Early September: We had intended to go directly from Lyon to our next HelpExchange, at a horse farm near Poitiers. But then our hosts at the farm asked us to come a few days later. Suddenly, we had three unplanned days to fill. Where would we go?
The fact that the Alps are just an hour from Lyon made us tempted to dash to the mountains. But the weather forecasts predicted days of heavy rain there. Maybe we’d better head east, toward Poitiers and sunshine. The historic city of La Rochelle on the Atlantic Coast seemed like a good bet. But for some unknown reason, every hotel we could find on the Internet was booked up.

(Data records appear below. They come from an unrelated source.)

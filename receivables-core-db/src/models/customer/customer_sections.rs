use rust_decimal::Decimal;
use serde::{Deserialize, Serialize};

/// Billing address of a customer
#[derive(Debug, Clone, PartialEq, Serialize, Deserialize)]
#[serde(rename_all = "camelCase")]
pub struct CustomerAddressModel {
    #[serde(default)]
    pub id: Option<i64>,
    pub address_line1: Option<String>,
    pub city: Option<String>,
    pub country: Option<String>,
    pub postal_code: Option<String>,
    pub state_province: Option<String>,
}

/// Rules for applying incoming payments to open invoices
#[derive(Debug, Clone, PartialEq, Serialize, Deserialize)]
#[serde(rename_all = "camelCase")]
pub struct CashApplicationModel {
    #[serde(default)]
    pub id: Option<i64>,
    #[serde(default)]
    pub apply_payments: bool,
    #[serde(default)]
    pub auto_apply_payments: bool,
    #[serde(default)]
    pub ship_credit_check: bool,
    #[serde(default)]
    pub tolerance_amount: Option<Decimal>,
    #[serde(default)]
    pub tolerance_percentage: Option<Decimal>,
}

/// Credit limit and dunning escalation levels
#[derive(Debug, Clone, PartialEq, Serialize, Deserialize)]
#[serde(rename_all = "camelCase")]
pub struct DunningModel {
    #[serde(default)]
    pub id: Option<i64>,
    #[serde(default)]
    pub credit_limit: Option<Decimal>,
    #[serde(default)]
    pub dunning_level: Option<String>,
    #[serde(default)]
    pub level1: Option<String>,
    #[serde(default)]
    pub level2: Option<String>,
    #[serde(default)]
    pub level3: Option<String>,
    #[serde(default)]
    pub level4: Option<String>,
    #[serde(default)]
    pub past_due: Option<String>,
    #[serde(default)]
    pub place_on_credit_hold: bool,
}

#[derive(Debug, Clone, PartialEq, Eq, Serialize, Deserialize)]
#[serde(rename_all = "camelCase")]
pub struct EftModel {
    #[serde(default)]
    pub id: Option<i64>,
    #[serde(default)]
    pub bank_name: Option<String>,
    #[serde(default)]
    pub bank_identifier_code: Option<String>,
    #[serde(default)]
    pub iban_account_number: Option<String>,
    #[serde(default)]
    pub enable_ach_payments: bool,
    #[serde(default)]
    pub allow_direct_debit: bool,
}

#[derive(Debug, Clone, PartialEq, Eq, Serialize, Deserialize)]
#[serde(rename_all = "camelCase")]
pub struct VatModel {
    #[serde(default)]
    pub id: Option<i64>,
    #[serde(default)]
    pub tax_agency_name: Option<String>,
    #[serde(default)]
    pub tax_identification_number: Option<String>,
    #[serde(default)]
    pub enable_vat_codes: bool,
    #[serde(default)]
    pub vat_code: Option<String>,
}

/// Statement delivery preferences
#[derive(Debug, Clone, PartialEq, Serialize, Deserialize)]
#[serde(rename_all = "camelCase")]
pub struct StatementModel {
    #[serde(default)]
    pub id: Option<i64>,
    #[serde(default)]
    pub send_statements: bool,
    #[serde(default)]
    pub auto_apply_payments: bool,
    #[serde(default)]
    pub tolerance_percentage: Option<Decimal>,
    #[serde(default)]
    pub minimum_amount: Option<Decimal>,
}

A flip through our Lonely Planet guidebook and some research on the Web turned up what seemed like the perfect option: a renovated 19th-century hotel, not too expensive, with WiFi, in an old spa town, reachable by train. It’s located in a region of dormant volcanoes and dramatic scenery in the center of the country. We would spend a few days relaxing, working on this website, enjoying some privacy after nine days in people’s homes, reading, hiking in the mountains, and seeing a new part of France, the Massif Central.
We reached our destination, the old spa town of Le Mont-Dore, on a cold and rainy Saturday evening. After checking a map at the train station, we marched up hill with our backpacks to the center of town. Everything looked faded and deserted and wet, the grim impression intensified by the charcoal gray volcanic stone used for building in that area.
Still, our hotel was pleasant enough, and we were content to be warm and dry . . . until we opened the backpack that holds our camera gear and laptop. Where was the little bag with the power cord for the laptop? Left on one of the trains or buses we’d taken that day. We had a computer with zero battery power left and no way to recharge it. Suddenly, our most carefully guarded possession was useless. So much for the WiFi access we’d been so excited about. To top it off, the funicular that was supposed to run from the center of town up onto a wooded plateau where we had hoped to hike is closed throughout 2008 because of safety concerns (yikes).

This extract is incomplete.